Wie es scheint, hatte Marcuse, als er Adorno zitierte, den Braten noch gar nicht gerochen. In einer musikalischen Schrift zu Alban Berg charakterisiert Adorno Horkheimer und sich selbst einmal so: „Wenn ich von Max und mir sagen darf, unser ‚Standpunkt’ sei der marxistische etwa so, wie der Braten der Standpunkt des Essers ist, so lässt ganz gewiss etwas Ähnliches sich von Bergs Verhältnis zur décadence und ‚Spätromantik’, zum süchtigen und todessüchtigen Subjektivismus sagen.“[8] Adorno und Horkheimer mögen den Marxismus, aber nachdem sie ihn sich einverleibt haben, bleibt nichts Erkennbares von ihm übrig. Bei Adorno sind es denn freilich keine Wiener Schnitzel, die zum Wein verspeist werden, sondern: „Nicht wegzudenken aus dem Bilde Bergs ist eine Art sinnlicher Kultur, wie man sie etwa auch in Paris findet, ein sehr subtiler Sinn für gutes Essen und vor allem auch Wein. Ihm danke ich die Kenntnis des damals vorzüglichen, wenngleich überaus schwarzgelben Restaurants Weide in Speising, mit den berühmten Krebspastetchen...“[9]
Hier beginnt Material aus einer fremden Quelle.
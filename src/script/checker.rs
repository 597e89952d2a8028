use std::sync::OnceLock;

use bitcoin::hashes::Hash;
use bitcoin::secp256k1::{ecdsa, Message, PublicKey, Secp256k1, VerifyOnly};
use bitcoin::sighash::SighashCache;
use bitcoin::{Amount, Script, Sequence, Transaction};

use super::SigVersion;
use super::{
    LOCKTIME_THRESHOLD, SEQUENCE_LOCKTIME_DISABLE_FLAG, SEQUENCE_LOCKTIME_MASK,
    SEQUENCE_LOCKTIME_TYPE_FLAG,
};
use crate::tx::{bip143_signature_hash, Bip143Hashes};

static SECP256K1: OnceLock<Secp256k1<VerifyOnly>> = OnceLock::new();

fn with_secp256k1_verification_ctx<R>(f: impl FnOnce(&Secp256k1<VerifyOnly>) -> R) -> R {
    f(SECP256K1.get_or_init(Secp256k1::verification_only))
}

/// Transaction-dependent checks the interpreter delegates.
///
/// Every method defaults to failing, so a checker only implements what its
/// context can answer.
pub trait SignatureChecker {
    /// Verifies `sig` (DER plus hash-type byte) by `pubkey` over `script_code`.
    fn check_ecdsa_signature(
        &self,
        _sig: &[u8],
        _pubkey: &[u8],
        _script_code: &Script,
        _sig_version: SigVersion,
    ) -> bool {
        false
    }

    /// Absolute lock-time check behind OP_CHECKLOCKTIMEVERIFY.
    fn check_lock_time(&self, _lock_time: i64) -> bool {
        false
    }

    /// Relative lock-time check behind OP_CHECKSEQUENCEVERIFY.
    fn check_sequence(&self, _sequence: i64) -> bool {
        false
    }
}

/// Checker with no transaction; every check fails.
#[derive(Debug, Clone, Copy, Default)]
pub struct NullSignatureChecker;

impl SignatureChecker for NullSignatureChecker {}

/// Checks signatures and lock-times against one input of a transaction.
#[derive(Debug)]
pub struct TransactionSignatureChecker<'tx> {
    tx: &'tx Transaction,
    input_index: usize,
    amount: Amount,
    sighash_cache: SighashCache<&'tx Transaction>,
    bip143: OnceLock<Bip143Hashes>,
}

impl<'tx> TransactionSignatureChecker<'tx> {
    pub fn new(tx: &'tx Transaction, input_index: usize, amount: Amount) -> Self {
        Self {
            tx,
            input_index,
            amount,
            sighash_cache: SighashCache::new(tx),
            bip143: OnceLock::new(),
        }
    }

    pub fn tx(&self) -> &'tx Transaction {
        self.tx
    }

    pub fn input_index(&self) -> usize {
        self.input_index
    }

    fn signature_hash(
        &self,
        script_code: &Script,
        hash_type: u32,
        sig_version: SigVersion,
    ) -> Option<Message> {
        let digest = match sig_version {
            SigVersion::Base => self
                .sighash_cache
                .legacy_signature_hash(self.input_index, script_code, hash_type)
                .ok()?
                .to_byte_array(),
            SigVersion::WitnessV0 => {
                let hashes = self.bip143.get_or_init(|| Bip143Hashes::new(self.tx));
                bip143_signature_hash(
                    self.tx,
                    hashes,
                    self.input_index,
                    script_code,
                    self.amount,
                    hash_type,
                )
                .ok()?
                .to_byte_array()
            }
        };
        Some(Message::from_digest(digest))
    }

    fn input_sequence(&self) -> Option<Sequence> {
        self.tx.input.get(self.input_index).map(|input| input.sequence)
    }
}

impl SignatureChecker for TransactionSignatureChecker<'_> {
    fn check_ecdsa_signature(
        &self,
        sig: &[u8],
        pubkey: &[u8],
        script_code: &Script,
        sig_version: SigVersion,
    ) -> bool {
        let Some((&hash_type, der)) = sig.split_last() else {
            return false;
        };
        let Ok(pubkey) = PublicKey::from_slice(pubkey) else {
            return false;
        };
        let Ok(mut signature) = ecdsa::Signature::from_der_lax(der) else {
            return false;
        };
        signature.normalize_s();
        let Some(message) = self.signature_hash(script_code, u32::from(hash_type), sig_version)
        else {
            return false;
        };
        with_secp256k1_verification_ctx(|secp| {
            secp.verify_ecdsa(&message, &signature, &pubkey).is_ok()
        })
    }

    fn check_lock_time(&self, lock_time: i64) -> bool {
        let tx_lock_time = i64::from(self.tx.lock_time.to_consensus_u32());
        if (tx_lock_time < LOCKTIME_THRESHOLD) != (lock_time < LOCKTIME_THRESHOLD) {
            return false;
        }
        if lock_time > tx_lock_time {
            return false;
        }
        // A final input would let the transaction skip its lock-time.
        matches!(self.input_sequence(), Some(sequence) if sequence != Sequence::MAX)
    }

    fn check_sequence(&self, sequence: i64) -> bool {
        let Some(tx_sequence) = self.input_sequence() else {
            return false;
        };
        let tx_sequence = i64::from(tx_sequence.to_consensus_u32());
        // BIP68 reads the version as unsigned.
        if (self.tx.version.0 as u32) < 2 {
            return false;
        }
        if tx_sequence & SEQUENCE_LOCKTIME_DISABLE_FLAG != 0 {
            return false;
        }
        let mask = SEQUENCE_LOCKTIME_TYPE_FLAG | SEQUENCE_LOCKTIME_MASK;
        let tx_masked = tx_sequence & mask;
        let masked = sequence & mask;
        let same_type =
            (tx_masked < SEQUENCE_LOCKTIME_TYPE_FLAG) == (masked < SEQUENCE_LOCKTIME_TYPE_FLAG);
        same_type && masked <= tx_masked
    }
}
Präsentieren wir die von Marcuse zitierte Stelle aus der „Ästhetischen Theorie“ Adornos nochmals; in ihrem Kontext: „Technik, die, nach einem letztlich der bürgerlichen Sexualmoral entlehnten Schema, Natur soll geschändet haben, wäre unter veränderten Produktionsverhältnissen[10] ebenso fähig, ihr beizustehen und auf der armen Erde ihr zu dem zu helfen, wohin sie vielleicht möchte.“ Hier liegt die große Weigerung nicht nur der Denker Adorno oder Marcuse vor, sondern wohl der meisten Philosophen: Einzusehen, dass Kalb und Krebschen vielleicht an alle möglichen Orte wollen, nur nicht in Schlachthäuser oder siedendes Wasser, wo ihre Augen geschlossen werden. Adornos Formulierung, wir hätten auf veränderte gesellschaftliche Produktionsverhältnisse zu warten, unterstellt einen Schicksalszusammenhang, den es so nicht gibt. Eine Revolution an den Herden, Kochkunst im Eingedenken der Kreatur, ist hinreichend.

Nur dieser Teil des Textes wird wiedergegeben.